Ho provato ad essere super attiva nella fisicità cercando di emulare le due giovani figlie che si erano scatenate in attività ginniche giornaliere. Ma niente, a casa sono stata una pigra Oblomov distesa sul divano. Ho ritirato fuori i miei acquarelli ma con scarsi risultati. Nemmeno abbuffate di Netflix, solo un vuoto sospeso per pensare. E molto ricordare. Ho pensato molto ai miei genitori che non ci sono più. Alla mia vita trascorsa, alla mia infanzia. Non ho fatto progetti di nessun tipo. Ho pensato di più al passato piuttosto che al futuro. Ho preso le distanze dal presente.

6. In questo isolamento con chi ti senti più in sintonia?

Con tutti gli amici più cari.

Con i colleghi di lavoro (quasi tutti uomini) con cui ho condiviso più che con i familiari le mie ansie e le fatiche di ogni giorno. Ci siamo aiutati.

Con gli specializzandi, mi hanno tenuta allegra.

E’ il momento della mia vita in cui forse ho sentito più utile e sensato il mio lavoro di medico.

Mi ha aiutata molto una chat invece tutta al femminile di colleghe in qualche modo legate all’oncologia nei più svariati settori. E’ stata veramente fantastica. Frequentatissima su tutto: dai problemi di gestione del rischio in ospedale, dai casi clinici alle problematiche sindacali. E poi ricette (moltissime), musica, fotografie in diretta della nostra vita attuale e passata. Alcune di noi non si conoscevano molto, ci siamo come federate in questa comune esperienza di vivere tutti i giorni l’Ospedale fuori, da sole, e la casa dopo, con “gli altri”. Anche tanta ilarità e sdrammatizzazione delle paure, prima fra tutte quella di prendere il Covid in Ospedale e di portarlo a casa.

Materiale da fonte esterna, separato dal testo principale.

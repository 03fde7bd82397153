// crates/ladder-rs-monitor/src/bin/softplc.rs
//! A soft PLC: the scan loop on a dedicated thread, the web monitor in
//! front of it.
//!
//! The scan thread owns the complete runtime. Each pass drains the command
//! channel, ticks the runtime on a monotonic millisecond clock, and pushes
//! whatever the tick published to the monitor. Nothing else ever touches
//! the runtime, which is what makes the core's no-lock model sound.

use crossbeam_channel::{bounded, Receiver, Sender};
use ladder_rs::runtime::PlcRuntime;
use ladder_rs_monitor::model::{EngineCommand, MonitorEvent, ProgramRecord, SnapshotDto};
use log::{error, info};
use std::thread;
use std::time::{Duration, Instant};

/// Capacity of the channels between the scan thread and the monitor.
const CHANNEL_CAPACITY: usize = 64;

fn scan_loop(commands: Receiver<EngineCommand>, events: Sender<MonitorEvent>) {
    let mut runtime = PlcRuntime::new(None);
    runtime.boot();
    let started = Instant::now();
    info!("Scan loop up, controller is {}", runtime.state().as_str());

    loop {
        // 1. Service inbound commands between scans.
        while let Ok(command) = commands.try_recv() {
            let now_ms = started.elapsed().as_millis() as u64;
            match command {
                EngineCommand::Run => runtime.run(),
                EngineCommand::Stop => runtime.stop(),
                EngineCommand::Reset => runtime.reset(),
                EngineCommand::Force { addr, value } => runtime.force(&addr, value),
                EngineCommand::Deploy(record) => {
                    if let Err(e) = runtime.load_program(&record.to_doc()) {
                        error!("Deploy rejected: {}", e);
                    }
                }
                EngineCommand::SendProgram => {
                    let record = ProgramRecord::from_doc(&runtime.program_document());
                    let _ = events.send(MonitorEvent::Program(record));
                }
                EngineCommand::Refresh => {
                    let snapshot = runtime.snapshot(now_ms);
                    let _ = events.send(MonitorEvent::Snapshot(SnapshotDto::from(&snapshot)));
                }
            }
        }

        // 2. Run one scan if due, 3. publish if due.
        let now_ms = started.elapsed().as_millis() as u64;
        if let Some(snapshot) = runtime.tick(now_ms) {
            let _ = events.send(MonitorEvent::Snapshot(SnapshotDto::from(&snapshot)));
        }

        thread::sleep(Duration::from_millis(1));
    }
}

#[tokio::main]
async fn main() -> Result<(), Box<dyn std::error::Error>> {
    env_logger::init();

    let (event_tx, event_rx) = bounded(CHANNEL_CAPACITY);
    let (command_tx, command_rx) = bounded(CHANNEL_CAPACITY);

    thread::spawn(move || scan_loop(command_rx, event_tx));

    ladder_rs_monitor::start_in_process_monitor(event_rx, command_tx).await
}
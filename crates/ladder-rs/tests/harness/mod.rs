// crates/ladder-rs/tests/harness/mod.rs
//! Shared helpers for the scenario tests: a small program builder and a
//! "plant" that drives the runtime on a simulated millisecond clock.

use ladder_rs::memory::Address;
use ladder_rs::program::{LinkDoc, NodeDoc, ProgramDoc};
use ladder_rs::runtime::PlcRuntime;
use ladder_rs::types::SCAN_INTERVAL_MS;

/// Builds program documents rung by rung.
pub struct ProgramBuilder {
    doc: ProgramDoc,
    next_id: i64,
}

impl ProgramBuilder {
    pub fn new() -> Self {
        Self {
            doc: ProgramDoc::default(),
            next_id: 0,
        }
    }

    fn push(&mut self, node_type: &str, addr: &str, instruction: &str, args: &str) -> i64 {
        let id = self.next_id;
        self.next_id += 1;
        self.doc.nodes.push(NodeDoc {
            id,
            node_type: node_type.to_string(),
            addr: addr.to_string(),
            instruction: instruction.to_string(),
            args: args.to_string(),
            ..Default::default()
        });
        id
    }

    /// Starts a rung: a NETWORK source labelled `label`.
    pub fn network(&mut self, label: &str) -> i64 {
        self.push("NETWORK", label, "", "")
    }

    /// Appends a contact or coil after `prev` and wires them up.
    pub fn node(&mut self, node_type: &str, addr: &str, prev: i64) -> i64 {
        let id = self.push(node_type, addr, "", "");
        self.link(prev, id);
        id
    }

    /// Appends an instruction box after `prev`.
    pub fn instruction(&mut self, opcode: &str, args: &str, prev: i64) -> i64 {
        let id = self.push("INSTRUCTION", "", opcode, args);
        self.link(prev, id);
        id
    }

    pub fn link(&mut self, from: i64, to: i64) {
        self.doc.links.push(LinkDoc {
            from,
            to,
            ..Default::default()
        });
    }

    pub fn build(&self) -> ProgramDoc {
        self.doc.clone()
    }
}

/// A running controller on simulated time. Every `step` advances one scan
/// interval and ticks the runtime once.
pub struct Plant {
    pub runtime: PlcRuntime<'static>,
    pub now_ms: u64,
}

impl Plant {
    /// Loads the program and switches to RUN, ready to step.
    pub fn start(doc: &ProgramDoc) -> Self {
        init_logging();
        let mut runtime = PlcRuntime::new(None);
        runtime.boot();
        runtime.load_program(doc).expect("program must load");
        runtime.run();
        Self { runtime, now_ms: 0 }
    }

    /// Advances one scan interval.
    pub fn step(&mut self) {
        self.now_ms += SCAN_INTERVAL_MS;
        self.runtime.tick(self.now_ms);
    }

    /// Advances simulated time by `ms`, scanning along the way.
    pub fn run_for(&mut self, ms: u64) {
        for _ in 0..ms.div_ceil(SCAN_INTERVAL_MS) {
            self.step();
        }
    }

    pub fn set(&mut self, addr: &str, on: bool) {
        self.runtime.force(addr, on as u32);
    }

    pub fn bit(&self, addr: &str) -> bool {
        self.runtime.memory().read_bit(&Address::parse(addr).unwrap())
    }

    pub fn word(&self, addr: &str) -> u32 {
        self.runtime.memory().read_word(&Address::parse(addr).unwrap())
    }
}

fn init_logging() {
    let _ = env_logger::Builder::new()
        .filter_level(log::LevelFilter::Debug)
        .is_test(true)
        .try_init();
}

Non posso non parlare del il mio cane, un Labrador chocolat, Generale Patton, che ci ha tenute ancorate alla fisicità e alla vita di tutti i giorni. Uscire con lui, accarezzarlo è stata una benedizione.

Mi ha nutrito anche il rapporto con il mio minuscolo giardino. Ho seminato e visto crescere i germogli.

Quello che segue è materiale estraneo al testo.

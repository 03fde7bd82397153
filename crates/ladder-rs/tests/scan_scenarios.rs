// crates/ladder-rs/tests/scan_scenarios.rs
//! End-to-end scan behavior on simulated time: timers, counters, parallel
//! branches, word bits and cross-network visibility.

mod harness;

use harness::{Plant, ProgramBuilder};

#[test]
fn ton_delays_the_output_by_its_preset() {
    let mut b = ProgramBuilder::new();
    let rail = b.network("N0");
    let contact = b.node("OPEN", "I0", rail);
    b.instruction("TON", "T0:1000", contact);
    let rail2 = b.network("N1");
    let t_contact = b.node("OPEN", "T0", rail2);
    b.node("COIL", "Q0", t_contact);

    let mut plant = Plant::start(&b.build());
    plant.set("I0", true);
    plant.step(); // timing starts on this scan

    // Just before the preset elapses the output is still low.
    plant.run_for(980);
    assert!(!plant.bit("Q0"));

    plant.run_for(30);
    assert!(plant.bit("Q0"), "Q0 must rise once 1000 ms have elapsed");

    // Dropping the input releases the output within one scan.
    plant.set("I0", false);
    plant.step();
    assert!(!plant.bit("Q0"));
}

#[test]
fn tp_pulse_survives_a_one_scan_trigger() {
    let mut b = ProgramBuilder::new();
    let rail = b.network("N0");
    let edge = b.node("RISING", "I1", rail);
    b.instruction("TP", "T1:500", edge);
    let rail2 = b.network("N1");
    let t_contact = b.node("OPEN", "T1", rail2);
    b.node("COIL", "Q1", t_contact);

    let mut plant = Plant::start(&b.build());
    plant.set("I1", true);
    plant.step();
    plant.set("I1", false);
    plant.step();
    assert!(plant.bit("Q1"), "pulse must hold after the trigger is gone");

    // Still inside the pulse window.
    plant.run_for(400);
    assert!(plant.bit("Q1"));

    // Well past it.
    plant.run_for(200);
    assert!(!plant.bit("Q1"));
}

#[test]
fn toff_holds_the_output_through_the_delay() {
    let mut b = ProgramBuilder::new();
    let rail = b.network("N0");
    let contact = b.node("OPEN", "I0", rail);
    b.instruction("TOFF", "T2:300", contact);
    let rail2 = b.network("N1");
    let t_contact = b.node("OPEN", "T2", rail2);
    b.node("COIL", "Q0", t_contact);

    let mut plant = Plant::start(&b.build());
    plant.set("I0", true);
    plant.step();
    plant.step();
    assert!(plant.bit("Q0"));

    plant.set("I0", false);
    plant.step();
    assert!(plant.bit("Q0"), "output holds while the off-delay runs");
    plant.run_for(250);
    assert!(plant.bit("Q0"));
    plant.run_for(100);
    assert!(!plant.bit("Q0"), "output drops after the delay");
}

#[test]
fn parallel_contacts_or_into_one_coil() {
    let mut b = ProgramBuilder::new();
    let rail = b.network("N0");
    let left = b.node("OPEN", "M0", rail);
    let right = b.node("OPEN", "M1", rail);
    let coil = b.node("COIL", "Q2", left);
    b.link(right, coil);

    let mut plant = Plant::start(&b.build());
    for (m0, m1) in [(false, false), (true, false), (false, true), (true, true)] {
        plant.set("M0", m0);
        plant.set("M1", m1);
        plant.step();
        assert_eq!(plant.bit("Q2"), m0 || m1, "M0={} M1={}", m0, m1);
    }
}

#[test]
fn coil_on_a_word_bit_sets_exactly_that_bit() {
    let mut b = ProgramBuilder::new();
    let rail = b.network("N0");
    let contact = b.node("OPEN", "I0", rail);
    b.node("COIL", "D5.3", contact);

    let mut plant = Plant::start(&b.build());
    plant.set("I0", true);
    plant.step();
    assert_eq!(plant.word("D5"), 8);

    plant.set("I0", false);
    plant.step();
    assert_eq!(plant.word("D5"), 0);
}

#[test]
fn ctu_counts_to_preset_and_reset_releases_it() {
    let mut b = ProgramBuilder::new();
    let rail = b.network("N0");
    let edge = b.node("RISING", "I0", rail);
    b.instruction("CTU", "C0:3", edge);
    let gate = b.node("OPEN", "M9", rail);
    b.node("RESET", "C0", gate);

    let mut plant = Plant::start(&b.build());
    for _ in 0..3 {
        plant.set("I0", true);
        plant.step();
        plant.set("I0", false);
        plant.step();
    }
    {
        let counter = plant.runtime.counters().get("C0").unwrap();
        assert_eq!(counter.current, 3);
        assert!(counter.q);
    }

    plant.set("M9", true);
    plant.step();
    let counter = plant.runtime.counters().get("C0").unwrap();
    assert_eq!(counter.current, 0);
    assert!(!counter.q);
}

#[test]
fn a_later_network_sees_an_earlier_commit_in_the_same_scan() {
    let mut b = ProgramBuilder::new();
    let rail0 = b.network("N0");
    let c0 = b.node("OPEN", "I0", rail0);
    b.node("COIL", "M0", c0);
    let rail1 = b.network("N1");
    let c1 = b.node("OPEN", "M0", rail1);
    b.node("COIL", "Q0", c1);

    let mut plant = Plant::start(&b.build());
    plant.set("I0", true);
    plant.step();
    assert!(plant.bit("M0"));
    assert!(plant.bit("Q0"), "one scan must propagate across networks");
}

#[test]
fn timer_status_is_published_in_snapshots() {
    let mut b = ProgramBuilder::new();
    let rail = b.network("N0");
    let contact = b.node("OPEN", "I0", rail);
    b.instruction("TON", "T0:1000", contact);

    let mut plant = Plant::start(&b.build());
    plant.set("I0", true);
    plant.step();
    plant.run_for(500);

    let snap = plant.runtime.snapshot(plant.now_ms);
    let timer = snap.timers.iter().find(|t| t.name == "T0").unwrap();
    assert!(timer.enabled);
    assert!(!timer.q);
    assert_eq!(timer.preset, 1000);
    assert!(timer.current >= 490 && timer.current <= 510, "elapsed ~500, got {}", timer.current);
    assert_eq!(snap.i, [0]);
}

#[test]
fn stop_freezes_and_clears_outputs_mid_flight() {
    let mut b = ProgramBuilder::new();
    let rail = b.network("N0");
    let contact = b.node("OPEN", "I0", rail);
    b.node("COIL", "Q0", contact);

    let mut plant = Plant::start(&b.build());
    plant.set("I0", true);
    plant.step();
    assert!(plant.bit("Q0"));

    plant.runtime.stop();
    assert!(!plant.bit("Q0"));
    // Ticks keep arriving but nothing scans.
    plant.step();
    plant.step();
    assert!(!plant.bit("Q0"));
}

7. Dove vorresti essere adesso?


Al mare, a Salina.

8. Cosa ti manca di più?


Il mare.

9. Hai scoperto l’importanza di qualcosa cui prima non davi alcun peso o ne davi meno?

No.


10. Pensi che ci sia qualcosa che hai riscoperto e alla quale non vorrai rinunciare dopo?


Il mio unico proposito è l’utilizzo del tempo. Non sprecarlo.


11. Cosa cambierà dopo? Cosa vorresti portare con te di questa esperienza quando sarà finita? Cosa non vorresti dimenticare?


Vorrei custodire il meraviglioso silenzio delle strade, dei rumori della natura fuori che entravano in casa dalle finestre. La pulizia dell’aria.

Vorrei dimenticare l’ansia e il sapere quanto hanno sofferto amici, conoscenti e anche estranei ricoverati o isolati nelle case in preda al panico di non farcela. Un pensiero costante ai miei genitori se fossero stati ancora vivi.

12. Come percepisci il cambiamento negli altri? Quali sono le domande che ti sei posta/o a questo riguardo e alle quali non avevi mai pensato prima?


Non credo molto ai cambiamenti. Ognuno è com’è. Forse adesso ho ancora meno paura di mostrarmi per come sono (se mai ce l’ho avuta…).